Occorre evidenziare, tuttavia, che anche il futuro accordo quadro dovrà, comunque, muoversi nell’ambito dei vincoli imperativi stabiliti in materia di relazioni sindacali direttamente dal d.lgs. n. 165/2001 (ad esempio, art. 5, comma 2, relativamente ai poteri organizzativi e gestionali della dirigenza), dovendosi escludere ogni facoltà derogatoria degli stessi, pena anche in questo caso la sanzione della nullità.
In tale ambito, il comma 1 dell’art. 6 del d.lgs. n. 141/2011 recepisce il punto fondamentale dell’Intesa del 4 febbraio 2011 relativo, come detto, al differimento dell’applicazione piena, a regime, della disciplina dell’art. 19, comma 2, del d.lgs. n. 150/2009 (la distribuzione forzata delle valutazione).

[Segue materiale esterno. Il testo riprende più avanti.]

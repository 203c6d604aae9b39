//! JSON output formatting

use aristotle_core::{
    Block, CompletionResult, HealthStatus, LogEntry, Phase, ResearchSession, StructuredDocument,
};
use serde::Serialize;

/// Payload printed by `aristotle query --format json`.
#[derive(Debug, Serialize)]
pub struct QueryOutput<'a> {
    pub query: &'a str,
    #[serde(skip_serializing_if = "Option::is_none")]
    pub command: Option<&'static str>,
    pub response: &'a str,
    pub blocks: &'a [Block],
}

/// Payload printed by `aristotle research --format json` once the stream ends.
#[derive(Debug, Serialize)]
pub struct ResearchOutput<'a> {
    pub topic: &'a str,
    pub status: &'static str,
    pub percent: u8,
    pub log: &'a [LogEntry],
    #[serde(skip_serializing_if = "Option::is_none")]
    pub result: Option<&'a CompletionResult>,
    #[serde(skip_serializing_if = "Option::is_none")]
    pub blocks: Option<&'a [Block]>,
}

impl<'a> ResearchOutput<'a> {
    /// Snapshot of a session after its stream was pumped.
    pub fn from_session(session: &'a ResearchSession) -> Self {
        Self {
            topic: session.topic(),
            status: phase_name(session.phase()),
            percent: session.percent(),
            log: session.log_entries(),
            result: session.result(),
            blocks: session.document().map(StructuredDocument::blocks),
        }
    }
}

/// Stable lowercase name of a session phase.
pub const fn phase_name(phase: Phase) -> &'static str {
    match phase {
        Phase::Idle => "idle",
        Phase::Running => "running",
        Phase::Completed => "completed",
        Phase::Failed => "failed",
        Phase::Incomplete => "incomplete",
        Phase::Cancelled => "cancelled",
    }
}

/// Payload printed by `aristotle health --format json`.
#[derive(Debug, Serialize)]
pub struct HealthOutput<'a> {
    pub url: &'a str,
    pub healthy: bool,
    #[serde(flatten)]
    pub status: &'a HealthStatus,
}

/// Pretty-print a payload to stdout.
pub fn print<T: Serialize>(payload: &T) -> anyhow::Result<()> {
    println!("{}", serde_json::to_string_pretty(payload)?);
    Ok(())
}

#[cfg(test)]
#[allow(clippy::unwrap_used)]
mod tests {
    use super::*;
    use aristotle_core::StreamEvent;
    use chrono::Local;
    use serde_json::json;

    #[test]
    fn test_query_payload_shape() {
        let blocks = [Block::row("Verdict", "Supported")];
        let payload = QueryOutput {
            query: "/fact x",
            command: Some("fact"),
            response: "Verdict: Supported",
            blocks: &blocks,
        };

        let value = serde_json::to_value(&payload).unwrap();

        assert_eq!(value["command"], "fact");
        assert_eq!(
            value["blocks"][0],
            json!({
                "type": "key_value_row",
                "label": "Verdict",
                "value": "Supported",
                "emphasis": null,
                "indent": 0
            })
        );
    }

    #[test]
    fn test_research_payload_from_completed_session() {
        // Given: A session that received its complete event
        let mut session = ResearchSession::new();
        session.start("solar");
        let result = CompletionResult {
            papers_analyzed: Some(4),
            ..CompletionResult::default()
        };
        session.handle(StreamEvent::Complete { result }, Local::now());

        // When: Serialising the snapshot
        let value = serde_json::to_value(ResearchOutput::from_session(&session)).unwrap();

        // Then: Status, result and formatted blocks are present
        assert_eq!(value["topic"], "solar");
        assert_eq!(value["status"], "completed");
        assert_eq!(value["result"]["papers_analyzed"], 4);
        assert_eq!(value["log"][0]["kind"], "success");
        assert!(value["blocks"].as_array().is_some_and(|b| !b.is_empty()));
    }

    #[test]
    fn test_incomplete_session_has_no_result() {
        let mut session = ResearchSession::new();
        session.start("solar");
        session.finish(Local::now());

        let value = serde_json::to_value(ResearchOutput::from_session(&session)).unwrap();

        assert_eq!(value["status"], "incomplete");
        assert!(value.get("result").is_none());
        assert!(value.get("blocks").is_none());
    }
}
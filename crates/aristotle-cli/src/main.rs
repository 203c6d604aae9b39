//! aristotle CLI - Terminal client for the Aristotle research assistant
//!
//! Exit codes follow [`aristotle_cli::error::ErrorCategory`].

use std::process::ExitCode;

use aristotle_cli::error::{already_reported, exit_code_from_error};
use colored::Colorize;

#[tokio::main]
async fn main() -> ExitCode {
    match aristotle_cli::run().await {
        Ok(()) => ExitCode::SUCCESS,
        Err(err) => {
            if !already_reported(&err) {
                eprintln!("{} {err:#}", "error:".red().bold());
            }
            ExitCode::from(exit_code_from_error(&err))
        },
    }
}
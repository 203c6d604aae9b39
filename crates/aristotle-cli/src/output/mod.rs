//! # Output Formatting
//!
//! Every command produces a [`StructuredDocument`](aristotle_core::StructuredDocument)
//! or a small serialisable payload; this module turns those into what is
//! written to stdout.
//!
//! ## Supported Formats
//!
//! - **Text**: colored terminal rendering of the document
//! - **JSON**: the document blocks plus request metadata, pretty-printed
//! - **HTML**: the document as an HTML fragment, escaped
//!
//! Research progress always goes to stderr through [`progress`], so stdout
//! only ever carries the selected format.

pub mod json;
pub mod progress;
pub mod text;

/// Output format options supported by the CLI.
///
/// ```bash
/// aristotle "/audit 10"                     # Text (default)
/// aristotle "/audit 10" --format json | jq '.blocks'
/// aristotle "/search rag" --format html > results.html
/// ```
#[derive(Clone, Copy, Debug, Default, PartialEq, Eq, clap::ValueEnum)]
pub enum OutputFormat {
    /// Pretty text output (default)
    #[default]
    Text,
    /// Single JSON object
    Json,
    /// HTML fragment
    Html,
}
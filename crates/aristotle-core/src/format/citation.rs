//! Citation line handling shared by the summary and fact-check strategies.

use crate::document::Block;
use regex::Regex;
use std::sync::LazyLock;

/// First URL on a line.
///
/// SAFETY: Pattern is a compile-time constant that is known to be valid.
#[allow(clippy::unwrap_used)]
static URL_RE: LazyLock<Regex> = LazyLock::new(|| Regex::new(r"https?://\S+").unwrap());

/// Numbered citation marker (`1. `).
///
/// SAFETY: Pattern is a compile-time constant that is known to be valid.
#[allow(clippy::unwrap_used)]
static NUMBERED_RE: LazyLock<Regex> = LazyLock::new(|| Regex::new(r"^\d+\.\s").unwrap());

/// `<n>) <title> (<year>) — <url>`
///
/// SAFETY: Pattern is a compile-time constant that is known to be valid.
#[allow(clippy::unwrap_used)]
static STRICT_RE: LazyLock<Regex> = LazyLock::new(|| {
    Regex::new(r"^(\d+)\)\s*(.+?)\s*\((\d{4})\)\s*—\s*(https?://\S+)\s*$").unwrap()
});

const SEPARATORS: [char; 5] = ['-', '—', '–', ':', '|'];

/// Turn one citation line into a block.
///
/// The first URL becomes the link target and the rest of the line, with
/// every copy of that URL removed, becomes the label. Only whole URLs are
/// removed; a longer URL sharing the same prefix is kept. Numbered citations
/// stay flush-left, unnumbered ones are indented. Lines without a URL are
/// indented text. Blank lines produce nothing.
pub fn loose(line: &str) -> Option<Block> {
    let trimmed = line.trim();
    if trimmed.is_empty() {
        return None;
    }

    let Some(found) = URL_RE.find(trimmed) else {
        return Some(Block::indented(trimmed));
    };
    let url = found.as_str();
    let remainder = trimmed
        .split_whitespace()
        .map(|token| token.strip_suffix(url).unwrap_or(token))
        .filter(|token| !token.is_empty())
        .collect::<Vec<_>>()
        .join(" ");
    let label = remainder.trim_matches(|c: char| c.is_whitespace() || SEPARATORS.contains(&c));

    let indent = u8::from(!NUMBERED_RE.is_match(label));
    let label = if label.is_empty() { url } else { label };
    Some(Block::link(url, label, indent))
}

/// Parse the fact-check citation format, `1) Title (2020) — https://...`.
pub fn strict(line: &str) -> Option<Block> {
    let caps = STRICT_RE.captures(line.trim())?;
    let label = format!("{}) {} ({})", &caps[1], &caps[2], &caps[3]);
    Some(Block::link(&caps[4], label, 0))
}

/// Strict pattern first, loose extraction otherwise.
pub fn strict_or_loose(line: &str) -> Option<Block> {
    strict(line).or_else(|| loose(line))
}
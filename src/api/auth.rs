use axum::{extract::State, Form};
use serde::Deserialize;
use std::sync::Arc;

use crate::api::server::AppState;
use crate::db::repo;
use crate::error::AppError;

#[derive(Deserialize)]
pub struct LoginForm {
    pub username: Option<String>,
    pub password: Option<String>,
}

/// Answers with a fixed plain-text body either way; the password is
/// received but not verified against the stored hash.
pub async fn login(
    State(state): State<Arc<AppState>>,
    Form(form): Form<LoginForm>,
) -> Result<&'static str, AppError> {
    let username = form.username.as_deref().unwrap_or_default();
    tracing::debug!(
        username,
        password_present = form.password.is_some(),
        "login attempt"
    );

    let users = repo::get_user(&state.db, username).await?;

    if users.is_empty() {
        Ok("Login failed")
    } else {
        Ok("Login successful")
    }
}
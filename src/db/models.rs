use serde::{Deserialize, Serialize};
use std::time::{SystemTime, UNIX_EPOCH};
use uuid::Uuid;

#[derive(Debug, Clone, Serialize, Deserialize, sqlx::FromRow)]
pub struct User {
    pub id: String,
    pub username: String,
    pub password_hash: String,
    pub created_at: i64,
}

impl User {
    pub fn new(username: impl Into<String>, password_hash: impl Into<String>) -> Self {
        let created_at = SystemTime::now()
            .duration_since(UNIX_EPOCH)
            .map(|d| d.as_secs() as i64)
            .unwrap_or(0);

        Self {
            id: Uuid::new_v4().to_string(),
            username: username.into(),
            password_hash: password_hash.into(),
            created_at,
        }
    }
}
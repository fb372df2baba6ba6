use serde_json::Value;

/// Strict JSON decode; malformed input is an error, never a default.
pub fn safe_parse(data: &str) -> Result<Value, serde_json::Error> {
    serde_json::from_str(data)
}
pub mod auth;
pub mod server;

La norma, infatti, espressamente prevede che:
a) la differenziazione per fasce retributive prevista dalla riforma trova applicazione a regime solo a partire dalla tornata contrattuale successiva a quella relativa al quadriennio 2006-2009 (quindi solo con i futuri contratti triennali stipulati sulla base del d.lgs. n. 150/2009, dopo la fine del blocco attualmente fissato dalla manovra finanziaria fino al 31.12.2014);
b) nel periodo di moratoria contrattuale, ai fini dell’applicazione dell’art. 19, comma 2, del d.lgs. n. 150/2009, verranno utilizzate solo le eventuali economie aggiuntive - conseguenti ai processi di riorganizzazione della pubblica amministrazione - destinate all’erogazione dei premi dall’art. 16, comma 5, del d.l. n. 98/2011, convertito, con modificazioni, dalla L. n. 111/2011.
La nuova disciplina, quindi, ha carattere esclusivamente transitorio.
Nell’ambito della moratoria contrattuale, tuttavia, le disposizioni dell’art.19, comma 2, del d.lgs. n. 150/2009 potranno comunque trovare applicazione, ove sussistano effettivamente, presso ciascuna PA, risorse aggiuntive conseguenti alla attuazione dell’art. 16, comma 5, della L. n. 111/2011 secondo le condizioni e le modalità ivi indicate.
Giova evidenziare che, nei termini in cui è formulata, tale disciplina non può in alcun modo essere interpretata in senso estensivo, al di là delle finalità cui è chiaramente preordinata.
In particolare essa non si presta in alcun modo ad essere intesa nel senso di incidere anche sulla operatività ed attuabilità anche di tutti gli altri strumenti comunque finalizzati a premiare il merito e la professionalità nonché sulle altre disposizioni in materia del d.lgs. n. 150/2009, che non abbiano alcun collegamento diretto o indiretto con la specifica disciplina dell’art. 19, comma 2, del suddetto decreto legislativo.
Pertanto, ben potrà accadere, anche nel regime transitorio, che un dipendente, a prescindere dalle fasce retributive, sia comunque escluso dai compensi incentivanti la produttività “ordinari”, come attualmente previsti e disciplinati, in presenza di una valutazione assolutamente negativa delle attività svolte e dei risultati conseguiti dallo stesso, secondo i principi generali.
Infatti, i nuovi contratti integrativi devono comunque attenersi, relativamente ai vari istituti del trattamento economico accessorio (progressioni economiche orizzontali, incentivi alla produttività, ecc.) ai principi di necessaria selettività e valorizzazione del merito sanciti dal d.lgs. n. 150/2009 (FP circ. n. 7/2010).